● **WHAT YOU SHOULD DO**: Please copy out every line in the records below that includes the word "matches".

● **DATA FOR THIS EXERCISE**:

○ ○ ○ ○

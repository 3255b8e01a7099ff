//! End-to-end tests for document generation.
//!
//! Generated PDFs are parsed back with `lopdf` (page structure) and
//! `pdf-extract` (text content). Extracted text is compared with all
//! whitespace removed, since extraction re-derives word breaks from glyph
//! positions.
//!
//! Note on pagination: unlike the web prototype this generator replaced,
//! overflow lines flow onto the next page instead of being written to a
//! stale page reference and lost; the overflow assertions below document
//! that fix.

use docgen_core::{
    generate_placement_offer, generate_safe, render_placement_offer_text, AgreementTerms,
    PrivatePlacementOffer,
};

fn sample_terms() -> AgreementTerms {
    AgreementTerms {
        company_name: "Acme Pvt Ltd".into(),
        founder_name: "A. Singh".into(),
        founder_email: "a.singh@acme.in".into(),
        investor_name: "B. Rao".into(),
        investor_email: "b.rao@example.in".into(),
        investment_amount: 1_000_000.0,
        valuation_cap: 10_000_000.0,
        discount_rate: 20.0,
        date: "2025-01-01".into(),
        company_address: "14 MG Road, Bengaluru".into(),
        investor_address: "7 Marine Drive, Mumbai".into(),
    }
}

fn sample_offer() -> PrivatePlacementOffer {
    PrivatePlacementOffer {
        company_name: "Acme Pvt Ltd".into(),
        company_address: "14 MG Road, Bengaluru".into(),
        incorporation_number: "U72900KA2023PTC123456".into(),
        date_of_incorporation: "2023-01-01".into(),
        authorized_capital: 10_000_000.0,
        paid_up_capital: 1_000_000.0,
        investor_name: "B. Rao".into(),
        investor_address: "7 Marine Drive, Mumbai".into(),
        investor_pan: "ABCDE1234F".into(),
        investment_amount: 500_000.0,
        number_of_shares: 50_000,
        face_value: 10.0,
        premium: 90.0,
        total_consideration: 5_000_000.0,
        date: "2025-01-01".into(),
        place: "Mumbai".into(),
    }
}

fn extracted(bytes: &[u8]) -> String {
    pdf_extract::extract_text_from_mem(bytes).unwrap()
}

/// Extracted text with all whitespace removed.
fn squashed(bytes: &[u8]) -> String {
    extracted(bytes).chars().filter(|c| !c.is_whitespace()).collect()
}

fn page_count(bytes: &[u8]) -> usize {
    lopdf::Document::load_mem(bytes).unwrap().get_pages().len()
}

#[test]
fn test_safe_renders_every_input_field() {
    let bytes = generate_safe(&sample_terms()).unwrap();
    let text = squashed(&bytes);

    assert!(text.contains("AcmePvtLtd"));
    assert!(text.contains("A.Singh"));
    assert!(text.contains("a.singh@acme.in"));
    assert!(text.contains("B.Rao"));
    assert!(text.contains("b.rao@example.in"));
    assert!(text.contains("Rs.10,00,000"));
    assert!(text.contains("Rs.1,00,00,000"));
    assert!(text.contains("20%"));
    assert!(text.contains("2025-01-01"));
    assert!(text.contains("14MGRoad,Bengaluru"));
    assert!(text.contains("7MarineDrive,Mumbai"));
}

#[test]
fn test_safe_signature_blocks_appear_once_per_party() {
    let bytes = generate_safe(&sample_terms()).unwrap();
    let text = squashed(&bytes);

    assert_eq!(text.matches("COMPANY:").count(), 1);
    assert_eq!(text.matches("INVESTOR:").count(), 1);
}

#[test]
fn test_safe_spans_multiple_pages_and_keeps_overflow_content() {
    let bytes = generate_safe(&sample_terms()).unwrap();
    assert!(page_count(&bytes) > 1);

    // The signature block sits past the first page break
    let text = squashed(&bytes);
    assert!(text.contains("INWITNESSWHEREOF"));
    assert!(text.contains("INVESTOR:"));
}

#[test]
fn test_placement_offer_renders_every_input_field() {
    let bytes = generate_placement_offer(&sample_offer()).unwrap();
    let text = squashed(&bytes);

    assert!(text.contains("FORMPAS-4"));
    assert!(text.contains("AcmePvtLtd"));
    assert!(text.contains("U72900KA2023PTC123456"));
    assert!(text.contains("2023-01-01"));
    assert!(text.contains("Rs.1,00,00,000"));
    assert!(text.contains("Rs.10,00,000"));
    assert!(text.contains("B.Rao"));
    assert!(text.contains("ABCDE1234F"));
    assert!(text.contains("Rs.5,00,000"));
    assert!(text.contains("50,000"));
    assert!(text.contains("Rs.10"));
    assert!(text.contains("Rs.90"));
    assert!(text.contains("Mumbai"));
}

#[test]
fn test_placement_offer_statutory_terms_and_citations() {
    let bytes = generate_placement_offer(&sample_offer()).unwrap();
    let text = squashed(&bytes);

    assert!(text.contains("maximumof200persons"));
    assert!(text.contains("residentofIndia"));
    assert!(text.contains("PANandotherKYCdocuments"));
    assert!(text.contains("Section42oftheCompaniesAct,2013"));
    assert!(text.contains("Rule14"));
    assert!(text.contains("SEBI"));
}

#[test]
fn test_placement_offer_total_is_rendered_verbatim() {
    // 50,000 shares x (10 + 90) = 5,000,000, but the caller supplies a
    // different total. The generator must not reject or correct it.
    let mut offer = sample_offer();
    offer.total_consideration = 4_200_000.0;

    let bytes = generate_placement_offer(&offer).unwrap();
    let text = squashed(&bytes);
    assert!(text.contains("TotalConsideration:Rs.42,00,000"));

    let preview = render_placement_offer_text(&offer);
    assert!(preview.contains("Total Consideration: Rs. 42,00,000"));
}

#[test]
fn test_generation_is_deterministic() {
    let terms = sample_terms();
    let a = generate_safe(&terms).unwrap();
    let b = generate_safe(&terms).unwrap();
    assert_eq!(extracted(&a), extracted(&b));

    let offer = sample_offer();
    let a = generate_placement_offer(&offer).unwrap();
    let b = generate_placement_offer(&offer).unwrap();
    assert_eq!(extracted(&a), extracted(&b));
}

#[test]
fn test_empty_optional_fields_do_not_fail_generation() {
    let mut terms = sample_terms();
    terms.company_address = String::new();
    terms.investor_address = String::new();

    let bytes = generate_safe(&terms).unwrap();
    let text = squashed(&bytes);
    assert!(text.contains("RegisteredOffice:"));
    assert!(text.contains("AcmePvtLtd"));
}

○ ○ ○ ○

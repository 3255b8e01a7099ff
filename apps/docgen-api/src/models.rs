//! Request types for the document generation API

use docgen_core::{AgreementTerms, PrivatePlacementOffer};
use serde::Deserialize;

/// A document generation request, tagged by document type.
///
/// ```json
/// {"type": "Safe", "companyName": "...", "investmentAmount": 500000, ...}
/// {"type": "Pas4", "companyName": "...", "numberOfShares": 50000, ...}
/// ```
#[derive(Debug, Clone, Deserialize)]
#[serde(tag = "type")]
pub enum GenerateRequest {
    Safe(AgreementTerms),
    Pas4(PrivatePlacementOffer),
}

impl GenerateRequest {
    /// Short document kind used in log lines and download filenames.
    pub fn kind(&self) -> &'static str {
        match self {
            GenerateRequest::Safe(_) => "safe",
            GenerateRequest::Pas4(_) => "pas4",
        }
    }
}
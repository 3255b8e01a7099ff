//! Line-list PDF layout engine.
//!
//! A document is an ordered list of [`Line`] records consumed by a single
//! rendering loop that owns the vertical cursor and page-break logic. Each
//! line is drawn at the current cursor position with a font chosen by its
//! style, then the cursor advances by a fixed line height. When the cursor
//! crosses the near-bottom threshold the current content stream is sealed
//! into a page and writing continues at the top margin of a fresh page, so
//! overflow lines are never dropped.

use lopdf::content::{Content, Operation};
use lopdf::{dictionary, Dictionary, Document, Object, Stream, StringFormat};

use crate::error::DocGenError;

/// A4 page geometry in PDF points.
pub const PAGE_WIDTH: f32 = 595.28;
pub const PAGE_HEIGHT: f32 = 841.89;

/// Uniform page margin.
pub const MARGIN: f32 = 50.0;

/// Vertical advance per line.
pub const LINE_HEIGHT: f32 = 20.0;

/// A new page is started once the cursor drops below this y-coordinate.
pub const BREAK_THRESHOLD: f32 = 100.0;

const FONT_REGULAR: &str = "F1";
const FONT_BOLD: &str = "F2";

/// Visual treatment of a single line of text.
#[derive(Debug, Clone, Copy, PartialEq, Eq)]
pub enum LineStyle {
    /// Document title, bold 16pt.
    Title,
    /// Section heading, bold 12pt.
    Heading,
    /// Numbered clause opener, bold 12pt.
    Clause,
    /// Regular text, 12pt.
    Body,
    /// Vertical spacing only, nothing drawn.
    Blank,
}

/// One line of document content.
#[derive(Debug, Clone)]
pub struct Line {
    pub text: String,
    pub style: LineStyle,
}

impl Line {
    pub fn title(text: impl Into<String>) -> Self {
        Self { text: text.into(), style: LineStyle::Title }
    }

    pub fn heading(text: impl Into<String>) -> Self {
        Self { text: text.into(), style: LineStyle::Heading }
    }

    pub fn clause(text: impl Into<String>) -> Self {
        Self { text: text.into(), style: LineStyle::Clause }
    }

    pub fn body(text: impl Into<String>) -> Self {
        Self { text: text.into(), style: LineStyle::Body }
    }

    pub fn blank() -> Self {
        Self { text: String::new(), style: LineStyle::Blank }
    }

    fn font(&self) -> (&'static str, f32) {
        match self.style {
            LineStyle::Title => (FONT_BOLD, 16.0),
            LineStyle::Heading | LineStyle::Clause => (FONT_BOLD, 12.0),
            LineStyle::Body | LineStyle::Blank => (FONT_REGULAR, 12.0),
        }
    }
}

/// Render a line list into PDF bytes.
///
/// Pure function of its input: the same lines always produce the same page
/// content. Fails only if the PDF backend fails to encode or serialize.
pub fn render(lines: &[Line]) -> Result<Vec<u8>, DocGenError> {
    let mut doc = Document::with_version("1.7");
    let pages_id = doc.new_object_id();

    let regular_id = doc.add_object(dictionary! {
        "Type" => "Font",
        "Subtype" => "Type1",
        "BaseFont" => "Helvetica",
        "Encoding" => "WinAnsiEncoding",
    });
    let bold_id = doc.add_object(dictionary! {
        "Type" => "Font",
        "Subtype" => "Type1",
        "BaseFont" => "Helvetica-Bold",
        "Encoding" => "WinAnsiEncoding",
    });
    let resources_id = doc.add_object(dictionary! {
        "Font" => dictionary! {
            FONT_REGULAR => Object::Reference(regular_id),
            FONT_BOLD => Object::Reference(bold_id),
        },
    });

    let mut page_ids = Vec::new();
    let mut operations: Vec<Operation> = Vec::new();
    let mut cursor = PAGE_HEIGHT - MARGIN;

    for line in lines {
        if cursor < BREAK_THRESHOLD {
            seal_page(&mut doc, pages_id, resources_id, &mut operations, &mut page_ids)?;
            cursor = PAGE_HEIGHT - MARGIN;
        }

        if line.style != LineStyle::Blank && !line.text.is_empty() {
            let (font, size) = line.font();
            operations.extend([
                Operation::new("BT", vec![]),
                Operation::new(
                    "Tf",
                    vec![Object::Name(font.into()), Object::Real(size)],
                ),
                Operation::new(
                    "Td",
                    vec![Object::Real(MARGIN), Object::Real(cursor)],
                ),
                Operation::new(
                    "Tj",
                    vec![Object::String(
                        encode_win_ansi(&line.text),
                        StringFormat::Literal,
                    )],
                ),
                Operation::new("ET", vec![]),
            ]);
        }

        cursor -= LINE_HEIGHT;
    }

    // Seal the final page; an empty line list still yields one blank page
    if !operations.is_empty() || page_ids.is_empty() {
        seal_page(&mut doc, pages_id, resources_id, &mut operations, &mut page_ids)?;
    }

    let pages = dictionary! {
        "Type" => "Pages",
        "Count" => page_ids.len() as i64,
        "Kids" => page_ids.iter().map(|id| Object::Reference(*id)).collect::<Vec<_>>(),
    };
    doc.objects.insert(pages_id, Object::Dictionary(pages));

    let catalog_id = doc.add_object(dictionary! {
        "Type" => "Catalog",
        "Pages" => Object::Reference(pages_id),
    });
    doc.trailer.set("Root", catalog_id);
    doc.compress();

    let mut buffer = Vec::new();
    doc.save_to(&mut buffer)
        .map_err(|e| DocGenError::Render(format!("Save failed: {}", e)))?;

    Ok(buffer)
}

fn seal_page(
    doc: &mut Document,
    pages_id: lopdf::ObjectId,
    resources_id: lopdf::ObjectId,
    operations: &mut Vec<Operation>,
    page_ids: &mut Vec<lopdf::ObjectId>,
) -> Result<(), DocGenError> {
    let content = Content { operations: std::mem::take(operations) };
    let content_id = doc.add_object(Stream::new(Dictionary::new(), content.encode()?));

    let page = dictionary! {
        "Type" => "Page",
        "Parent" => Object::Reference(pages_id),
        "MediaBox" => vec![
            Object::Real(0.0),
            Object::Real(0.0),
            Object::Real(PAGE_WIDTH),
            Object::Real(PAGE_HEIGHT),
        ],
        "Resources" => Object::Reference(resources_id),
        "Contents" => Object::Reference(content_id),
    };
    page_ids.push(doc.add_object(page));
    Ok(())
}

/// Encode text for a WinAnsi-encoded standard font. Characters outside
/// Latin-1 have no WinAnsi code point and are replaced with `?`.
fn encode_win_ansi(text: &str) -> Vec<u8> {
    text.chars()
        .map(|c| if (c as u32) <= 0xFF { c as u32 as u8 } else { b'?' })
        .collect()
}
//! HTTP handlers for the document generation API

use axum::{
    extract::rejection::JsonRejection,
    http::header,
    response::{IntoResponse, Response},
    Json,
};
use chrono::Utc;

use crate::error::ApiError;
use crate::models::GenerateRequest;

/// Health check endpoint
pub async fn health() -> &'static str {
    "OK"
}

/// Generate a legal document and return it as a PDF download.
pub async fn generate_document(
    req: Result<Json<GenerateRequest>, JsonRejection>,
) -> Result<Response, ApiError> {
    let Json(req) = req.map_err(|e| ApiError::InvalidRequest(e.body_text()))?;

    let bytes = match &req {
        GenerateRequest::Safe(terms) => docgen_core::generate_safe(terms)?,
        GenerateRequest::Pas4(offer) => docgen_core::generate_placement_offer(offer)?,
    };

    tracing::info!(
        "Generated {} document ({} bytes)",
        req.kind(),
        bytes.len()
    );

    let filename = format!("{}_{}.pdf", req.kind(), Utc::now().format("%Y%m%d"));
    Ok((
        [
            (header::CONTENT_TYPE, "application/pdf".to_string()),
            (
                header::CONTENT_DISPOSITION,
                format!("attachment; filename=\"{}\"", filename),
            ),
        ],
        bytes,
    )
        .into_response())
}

○ ○ ○ ○

● **YOUR SOLUTION**:
    assert_eq!(text.matches("COMPANY:").count(), 1);
    assert_eq!(text.matches("INVESTOR:").count(), 1);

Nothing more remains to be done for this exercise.